COURT FILE NO.: 580/07
DATE: 20090202
ONTARIO
SUPERIOR COURT OF JUSTICE
DIVISIONAL COURT
B E T W E E N:
KENNY VUONG, LUU VUONG, MY VUONG, DUNG VUONG
Appellants
(Plaintiffs)
- and -
TORONTO EAST GENERAL & ORTHOPAEDIC HOSPITAL
Respondent
(Defendant)
Shan Padda, for the Appellants (Plaintiffs)
Michele M. Warner, for the Respondent (Defendant)
HEARD at Toronto: February 2, 2009
BELLAMY J.: (Orally)
[1] This is an appeal by the plaintiffs from a decision of Judge Sabol of the Toronto Small Claims Court in which he dismissed the appellants’ statement of claim by acceding to the defendant’s motion. The defendant had brought a motion seeking dismissal of the claim pursuant to Rule 21.01(1) on the basis that the matter was res judicata, and that pursuant to Rule 21.03(d), it was also frivolous or vexatious or was otherwise an abuse of process of the court.
[2] Without providing any reasons, the judge dismissed the plaintiffs’ claims. In filling out the Motion Endorsement Record, he said nothing about the disposition of the motion. He simply filled out item number 9 which deals with whether or not the claim is dismissed, stayed or otherwise. He wrote the letters “Pl” and circled the word “dismissed”. He awarded no costs to the successful defendant. As this was a motion, there is no transcript of the submissions and there appears also to be no transcript of the judge’s reasons.
[3] The defendant/respondent argued that the judge correctly decided the motion pursuant to Rule 21.01(1) and 21.03(d) of the Rules of Civil Procedure and submitted that the motions judge correctly relied on the decisions in Toronto (City) v. Canadian Union of Public Employees (C.U.P.E.), Local 79, 2003 SCC 63, [2003] 3 S.C.R. 77; Lang Michener et al. and Fabian et al., [1987] O.J. No. 355 (H.C.J.) and Ontario v. Bear Island Foundation, [1995] O.J. No. 1624 (Ont. Gen. Div.) in deciding that the plaintiffs’ claim was res judicata and constituted an abuse of process. The defendant also submits that the motions judge correctly interpreted the Public Hospitals Act, R.S.O. 1990, C.P.40. Finally, the defendant submits that the motions judge correctly decided that the defendant’s legal obligations with respect to the sharing of personal information about its patients and the treatment provided to them were comprehensively and exhaustively set out in this legislation.
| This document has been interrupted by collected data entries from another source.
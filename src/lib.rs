//! # countersheet
//!
//! Turns a tabular counter definition into positioned game counters tiled
//! across sheets.
//!
//! Pipeline
//!
//! 1. [`tabular`] reads delimited text (delimiter sniffed) into rows of cells.
//! 2. [`definition`] walks the rows: header rows compile into a chain of header
//!    nodes, data rows go through that chain and become [`counter::Counter`]s.
//! 3. [`layout`] greedily packs the counters into rows, boxes and sheets,
//!    asking a [`layout::Renderer`] for the real size of every placement and
//!    mirroring backs for double sided output.
//!
//! The [`template`] module holds the part catalog (geometry, styles and
//! definitions) that both header parsing and the bundled geometry renderer
//! read from. Runtime knobs live in [`config`]; [`datafile`] finds and reads
//! definition files.

pub mod config;
pub mod counter;
pub mod datafile;
pub mod definition;
pub mod error;
pub mod layout;
pub mod tabular;
pub mod template;

pub use counter::Counter;
pub use definition::{parse_rows, DefinitionParser};
pub use error::Error;
pub use layout::{lay_out, LayoutPlan, LayoutSettings};
pub use template::Template;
[4] The defendant is in an unenviable position because there is nothing on the form that would indicate the judge considered any of these things in making his decision. Ms. Warner submits to me that Judge Sabol did give oral reasons in which he basically agreed with submissions made on behalf of the hospital and accepted the bases that had been put forward on behalf of the hospital with respect to the materials. He focused in oral reasons on there not being a valid cause of action against the hospital, and essentially his reasons were that the failure not to meet with the family was not a novel claim, but was a claim that had no basis in law.
[5] Counsel for the plaintiff was not counsel at the trial. His only information was that the judge said it was not a triable case and that the case was dismissed.
[6] I recognize that the Small Claims Court is a very, very busy court. However, litigants are entitled to know the reasons why a judge has allowed a motion and dismissed an entire statement of claim. In the absence of any reasons whatsoever, it is impossible for a reviewing court to ascertain whether the motions judge believed the matter was res judicata, whether he believed it was frivolous or vexatious, whether it was an abuse of process or whether it was some combination of the above. It is impossible for a reviewing court to agree with the defendant that the judge took into consideration any of the cases now cited. I am basically faced with the situation where both counsel were before me having to guess as to the precise reasons of the motions judge.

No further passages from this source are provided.